═══ Given records ═══

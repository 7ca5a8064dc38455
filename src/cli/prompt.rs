use anyhow::{Context, Result};
use chrono::{Local, NaiveDate, Timelike};
use dialoguer::{Input, MultiSelect, Select, theme::ColorfulTheme};
use moodweave::model::{Activity, Mood, NewEntry, TimeOfDay};

pub const MAX_NOTE_CHARS: usize = 200;

/// Interactive check-in, used when `log` is run without `--mood`.
pub fn run_log_prompt(date: NaiveDate) -> Result<NewEntry> {
    let theme = ColorfulTheme::default();

    let mood_items = Mood::ALL
        .iter()
        .map(|mood| format!("{} {}", mood.emoji(), mood.as_str()))
        .collect::<Vec<_>>();
    let mood_index = Select::with_theme(&theme)
        .with_prompt("How are you feeling?")
        .default(0)
        .items(&mood_items)
        .interact()
        .context("Failed to read mood selection")?;
    let mood = Mood::ALL[mood_index];

    let default_slot = TimeOfDay::from_hour(Local::now().hour());
    let slot_index = Select::with_theme(&theme)
        .with_prompt("Which part of the day is this for?")
        .default(
            TimeOfDay::ALL
                .iter()
                .position(|slot| *slot == default_slot)
                .unwrap_or(0),
        )
        .items(&TimeOfDay::ALL.map(TimeOfDay::as_str))
        .interact()
        .context("Failed to read time-of-day selection")?;
    let time_of_day = TimeOfDay::ALL[slot_index];

    let activity_items = Activity::ALL
        .iter()
        .map(|activity| activity.display_name())
        .collect::<Vec<_>>();
    let selected = MultiSelect::with_theme(&theme)
        .with_prompt("What have you been up to? (space to toggle, enter to confirm)")
        .items(&activity_items)
        .interact()
        .context("Failed to read activity selection")?;
    let activities = selected
        .into_iter()
        .map(|index| Activity::ALL[index])
        .collect::<Vec<_>>();

    let energy_input: String = Input::with_theme(&theme)
        .with_prompt("Energy level 1-5 (empty to skip)")
        .allow_empty(true)
        .validate_with(|input: &String| -> std::result::Result<(), &str> {
            if input.trim().is_empty() {
                return Ok(());
            }
            match input.trim().parse::<u8>() {
                Ok(1..=5) => Ok(()),
                _ => Err("Enter a number from 1 to 5, or leave empty"),
            }
        })
        .interact_text()
        .context("Failed to read energy level")?;
    let energy_level = energy_input.trim().parse::<u8>().ok();

    let note_input: String = Input::with_theme(&theme)
        .with_prompt("A short note (empty to skip)")
        .allow_empty(true)
        .validate_with(|input: &String| -> std::result::Result<(), String> {
            if input.chars().count() > MAX_NOTE_CHARS {
                Err(format!("Keep the note under {MAX_NOTE_CHARS} characters"))
            } else {
                Ok(())
            }
        })
        .interact_text()
        .context("Failed to read note")?;
    let note = (!note_input.trim().is_empty()).then(|| note_input.trim().to_string());

    let tag_input: String = Input::with_theme(&theme)
        .with_prompt("Emotion tag (empty to skip)")
        .allow_empty(true)
        .interact_text()
        .context("Failed to read emotion tag")?;
    let emotion_tag = (!tag_input.trim().is_empty()).then(|| tag_input.trim().to_string());

    Ok(NewEntry {
        date,
        time_of_day,
        mood,
        emotion_tag,
        note,
        activities,
        energy_level,
    })
}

═══

## Aim of the task
For each record above, write it out again exactly.

## Result of this task
repository 7ca5a8064dc38455
filename src/cli/prompt.rs
use anyhow::{Context, Result};
use chrono::{Local, NaiveDate, Timelike};
use dialoguer::{Input, MultiSelect, Select, theme::ColorfulTheme};
use moodweave::model::{Activity, Mood, NewEntry, TimeOfDay};

pub const MAX_NOTE_CHARS: usize = 200;

/// Interactive check-in, used when `log` is run without `--mood`.
pub fn run_log_prompt(date: NaiveDate) -> Result<NewEntry> {
    let theme = ColorfulTheme::default();

    let mood_items = Mood::ALL
        .iter()
        .map(|mood| format!("{} {}", mood.emoji(), mood.as_str()))
        .collect::<Vec<_>>();
    let mood_index = Select::with_theme(&theme)
        .with_prompt("How are you feeling?")
        .default(0)
        .items(&mood_items)
        .interact()
        .context("Failed to read mood selection")?;
    let mood = Mood::ALL[mood_index];

    let default_slot = TimeOfDay::from_hour(Local::now().hour());
    let slot_index = Select::with_theme(&theme)
        .with_prompt("Which part of the day is this for?")
        .default(
            TimeOfDay::ALL
                .iter()
                .position(|slot| *slot == default_slot)
                .unwrap_or(0),
        )
        .items(&TimeOfDay::ALL.map(TimeOfDay::as_str))
        .interact()
        .context("Failed to read time-of-day selection")?;
    let time_of_day = TimeOfDay::ALL[slot_index];

    let activity_items = Activity::ALL
        .iter()
        .map(|activity| activity.display_name())
        .collect::<Vec<_>>();
    let selected = MultiSelect::with_theme(&theme)
        .with_prompt("What have you been up to? (space to toggle, enter to confirm)")
        .items(&activity_items)
        .interact()
        .context("Failed to read activity selection")?;
    let activities = selected
        .into_iter()
        .map(|index| Activity::ALL[index])
        .collect::<Vec<_>>();

    let energy_input: String = Input::with_theme(&theme)
        .with_prompt("Energy level 1-5 (empty to skip)")
        .allow_empty(true)
        .validate_with(|input: &String| -> std::result::Result<(), &str> {
            if input.trim().is_empty() {
                return Ok(());
            }
            match input.trim().parse::<u8>() {
                Ok(1..=5) => Ok(()),
                _ => Err("Enter a number from 1 to 5, or leave empty"),
            }
        })
        .interact_text()
        .context("Failed to read energy level")?;
    let energy_level = energy_input.trim().parse::<u8>().ok();

    let note_input: String = Input::with_theme(&theme)
        .with_prompt("A short note (empty to skip)")
        .allow_empty(true)
        .validate_with(|input: &String| -> std::result::Result<(), String> {
            if input.chars().count() > MAX_NOTE_CHARS {
                Err(format!("Keep the note under {MAX_NOTE_CHARS} characters"))
            } else {
                Ok(())
            }
        })
        .interact_text()
        .context("Failed to read note")?;
    let note = (!note_input.trim().is_empty()).then(|| note_input.trim().to_string());

    let tag_input: String = Input::with_theme(&theme)
        .with_prompt("Emotion tag (empty to skip)")
        .allow_empty(true)
        .interact_text()
        .context("Failed to read emotion tag")?;
    let emotion_tag = (!tag_input.trim().is_empty()).then(|| tag_input.trim().to_string());

    Ok(NewEntry {
        date,
        time_of_day,
        mood,
        emotion_tag,
        note,
        activities,
        energy_level,
    })
}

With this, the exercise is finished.